(Stored data entries)
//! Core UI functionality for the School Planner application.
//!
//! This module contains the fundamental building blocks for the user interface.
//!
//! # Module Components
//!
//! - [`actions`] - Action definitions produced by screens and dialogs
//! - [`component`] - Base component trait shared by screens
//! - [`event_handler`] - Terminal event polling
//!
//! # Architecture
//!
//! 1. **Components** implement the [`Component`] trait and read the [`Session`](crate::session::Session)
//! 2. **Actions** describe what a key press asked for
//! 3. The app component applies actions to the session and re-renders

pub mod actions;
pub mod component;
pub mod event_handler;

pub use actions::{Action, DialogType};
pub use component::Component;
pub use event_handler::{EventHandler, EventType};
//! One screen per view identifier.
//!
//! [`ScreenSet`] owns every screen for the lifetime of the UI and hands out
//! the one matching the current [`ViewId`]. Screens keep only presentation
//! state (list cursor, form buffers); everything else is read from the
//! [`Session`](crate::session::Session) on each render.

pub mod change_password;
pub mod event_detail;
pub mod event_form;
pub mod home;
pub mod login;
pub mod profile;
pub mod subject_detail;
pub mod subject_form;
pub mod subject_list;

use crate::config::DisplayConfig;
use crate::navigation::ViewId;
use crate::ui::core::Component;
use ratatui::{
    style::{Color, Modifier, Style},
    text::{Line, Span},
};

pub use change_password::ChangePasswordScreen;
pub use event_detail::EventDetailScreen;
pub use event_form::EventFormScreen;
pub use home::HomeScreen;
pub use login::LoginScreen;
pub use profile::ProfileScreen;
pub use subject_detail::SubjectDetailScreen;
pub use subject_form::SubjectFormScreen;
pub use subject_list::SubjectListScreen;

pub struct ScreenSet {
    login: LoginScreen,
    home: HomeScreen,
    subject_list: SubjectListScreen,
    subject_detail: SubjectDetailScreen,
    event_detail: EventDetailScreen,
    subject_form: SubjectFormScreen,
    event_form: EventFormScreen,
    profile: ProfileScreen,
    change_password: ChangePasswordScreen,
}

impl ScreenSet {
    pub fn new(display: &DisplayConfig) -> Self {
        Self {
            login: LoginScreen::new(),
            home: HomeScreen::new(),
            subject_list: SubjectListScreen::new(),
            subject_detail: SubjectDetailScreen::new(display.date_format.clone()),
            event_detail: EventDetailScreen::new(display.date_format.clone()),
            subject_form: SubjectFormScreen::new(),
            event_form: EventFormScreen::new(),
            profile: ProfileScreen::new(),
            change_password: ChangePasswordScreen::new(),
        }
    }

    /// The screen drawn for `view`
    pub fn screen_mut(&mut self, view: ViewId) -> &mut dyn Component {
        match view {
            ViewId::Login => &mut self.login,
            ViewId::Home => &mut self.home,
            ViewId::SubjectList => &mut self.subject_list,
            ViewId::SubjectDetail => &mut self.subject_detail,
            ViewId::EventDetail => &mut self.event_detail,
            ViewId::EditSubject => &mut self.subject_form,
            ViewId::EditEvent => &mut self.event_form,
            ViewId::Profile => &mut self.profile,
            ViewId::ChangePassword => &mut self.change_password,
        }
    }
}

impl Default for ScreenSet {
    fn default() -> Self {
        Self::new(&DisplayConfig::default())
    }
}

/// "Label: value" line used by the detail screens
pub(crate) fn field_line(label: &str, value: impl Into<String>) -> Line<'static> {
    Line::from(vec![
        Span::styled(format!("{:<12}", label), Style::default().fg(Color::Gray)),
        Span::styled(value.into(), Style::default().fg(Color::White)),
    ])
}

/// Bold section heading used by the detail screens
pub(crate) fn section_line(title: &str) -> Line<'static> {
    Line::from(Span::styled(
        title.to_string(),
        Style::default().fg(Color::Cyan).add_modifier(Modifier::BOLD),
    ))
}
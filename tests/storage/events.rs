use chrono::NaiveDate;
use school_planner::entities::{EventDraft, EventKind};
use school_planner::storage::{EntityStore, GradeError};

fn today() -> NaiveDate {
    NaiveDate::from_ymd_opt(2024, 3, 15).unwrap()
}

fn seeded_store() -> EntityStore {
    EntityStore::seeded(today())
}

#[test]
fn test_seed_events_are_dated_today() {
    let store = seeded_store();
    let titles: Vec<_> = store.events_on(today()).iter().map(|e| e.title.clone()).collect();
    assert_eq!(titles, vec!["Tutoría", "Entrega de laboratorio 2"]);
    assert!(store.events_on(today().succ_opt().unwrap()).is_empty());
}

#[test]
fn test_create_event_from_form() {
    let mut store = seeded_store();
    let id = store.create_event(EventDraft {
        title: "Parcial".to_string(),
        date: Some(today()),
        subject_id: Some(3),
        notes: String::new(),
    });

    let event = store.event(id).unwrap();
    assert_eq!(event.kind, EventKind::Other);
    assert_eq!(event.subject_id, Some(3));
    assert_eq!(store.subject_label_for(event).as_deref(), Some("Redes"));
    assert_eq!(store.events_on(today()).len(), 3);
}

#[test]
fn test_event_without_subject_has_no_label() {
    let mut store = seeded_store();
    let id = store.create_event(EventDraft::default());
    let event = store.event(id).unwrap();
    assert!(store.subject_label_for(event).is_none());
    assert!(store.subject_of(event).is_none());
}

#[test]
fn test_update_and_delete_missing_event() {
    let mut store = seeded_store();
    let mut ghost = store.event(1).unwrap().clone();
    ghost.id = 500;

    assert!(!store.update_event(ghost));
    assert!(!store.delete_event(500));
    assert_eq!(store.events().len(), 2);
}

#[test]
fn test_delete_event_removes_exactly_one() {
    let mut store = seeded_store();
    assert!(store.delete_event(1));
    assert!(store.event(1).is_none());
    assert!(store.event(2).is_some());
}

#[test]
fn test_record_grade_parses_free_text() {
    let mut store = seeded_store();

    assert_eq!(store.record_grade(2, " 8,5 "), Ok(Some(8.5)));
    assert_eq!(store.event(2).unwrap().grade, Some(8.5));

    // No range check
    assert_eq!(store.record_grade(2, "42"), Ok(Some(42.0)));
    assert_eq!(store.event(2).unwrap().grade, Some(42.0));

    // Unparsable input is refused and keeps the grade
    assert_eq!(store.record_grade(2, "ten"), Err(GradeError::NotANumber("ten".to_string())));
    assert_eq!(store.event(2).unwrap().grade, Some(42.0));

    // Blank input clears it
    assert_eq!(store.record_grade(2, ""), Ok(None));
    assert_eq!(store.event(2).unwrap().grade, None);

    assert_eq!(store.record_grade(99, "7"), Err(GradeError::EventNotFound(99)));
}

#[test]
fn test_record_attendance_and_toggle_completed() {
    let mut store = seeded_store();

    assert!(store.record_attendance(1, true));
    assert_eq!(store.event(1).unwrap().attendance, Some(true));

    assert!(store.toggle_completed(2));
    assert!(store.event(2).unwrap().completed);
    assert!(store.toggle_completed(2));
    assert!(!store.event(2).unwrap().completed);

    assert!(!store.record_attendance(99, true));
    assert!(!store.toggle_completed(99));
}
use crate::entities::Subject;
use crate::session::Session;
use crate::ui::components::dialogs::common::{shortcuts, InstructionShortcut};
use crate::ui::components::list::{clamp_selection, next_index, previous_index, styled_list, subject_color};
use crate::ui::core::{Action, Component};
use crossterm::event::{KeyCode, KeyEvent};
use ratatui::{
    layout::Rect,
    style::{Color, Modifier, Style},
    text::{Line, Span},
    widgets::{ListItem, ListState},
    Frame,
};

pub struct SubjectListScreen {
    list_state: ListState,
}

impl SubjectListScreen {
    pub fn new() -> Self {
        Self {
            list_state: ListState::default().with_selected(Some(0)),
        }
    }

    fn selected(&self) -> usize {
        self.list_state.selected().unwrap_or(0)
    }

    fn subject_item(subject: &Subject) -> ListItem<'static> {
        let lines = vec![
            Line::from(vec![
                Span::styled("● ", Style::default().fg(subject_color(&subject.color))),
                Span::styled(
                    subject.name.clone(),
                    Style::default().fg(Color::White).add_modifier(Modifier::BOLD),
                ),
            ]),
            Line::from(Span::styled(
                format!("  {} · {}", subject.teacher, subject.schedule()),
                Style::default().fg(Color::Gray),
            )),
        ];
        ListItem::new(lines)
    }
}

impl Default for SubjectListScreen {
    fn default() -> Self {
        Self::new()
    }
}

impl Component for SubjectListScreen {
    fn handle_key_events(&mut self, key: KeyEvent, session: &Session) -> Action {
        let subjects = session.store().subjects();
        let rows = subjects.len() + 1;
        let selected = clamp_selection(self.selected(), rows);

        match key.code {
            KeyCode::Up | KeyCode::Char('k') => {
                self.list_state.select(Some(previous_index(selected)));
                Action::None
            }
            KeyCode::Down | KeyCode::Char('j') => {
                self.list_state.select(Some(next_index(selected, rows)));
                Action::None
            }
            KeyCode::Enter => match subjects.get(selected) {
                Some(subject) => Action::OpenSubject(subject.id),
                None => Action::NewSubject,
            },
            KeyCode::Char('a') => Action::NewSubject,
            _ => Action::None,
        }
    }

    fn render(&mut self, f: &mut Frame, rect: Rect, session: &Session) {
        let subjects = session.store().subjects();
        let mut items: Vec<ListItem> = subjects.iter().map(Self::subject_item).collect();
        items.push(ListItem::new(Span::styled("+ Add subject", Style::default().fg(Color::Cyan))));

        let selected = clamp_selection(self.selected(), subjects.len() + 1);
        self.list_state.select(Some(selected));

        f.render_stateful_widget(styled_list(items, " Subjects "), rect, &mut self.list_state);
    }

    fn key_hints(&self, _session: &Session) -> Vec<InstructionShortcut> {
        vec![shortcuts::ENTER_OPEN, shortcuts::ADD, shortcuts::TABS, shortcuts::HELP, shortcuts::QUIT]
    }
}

**Problem:**
Find how many lines in the entries above have the string "InstructionShortcut" and report only that number.

**Answer to this problem:**
2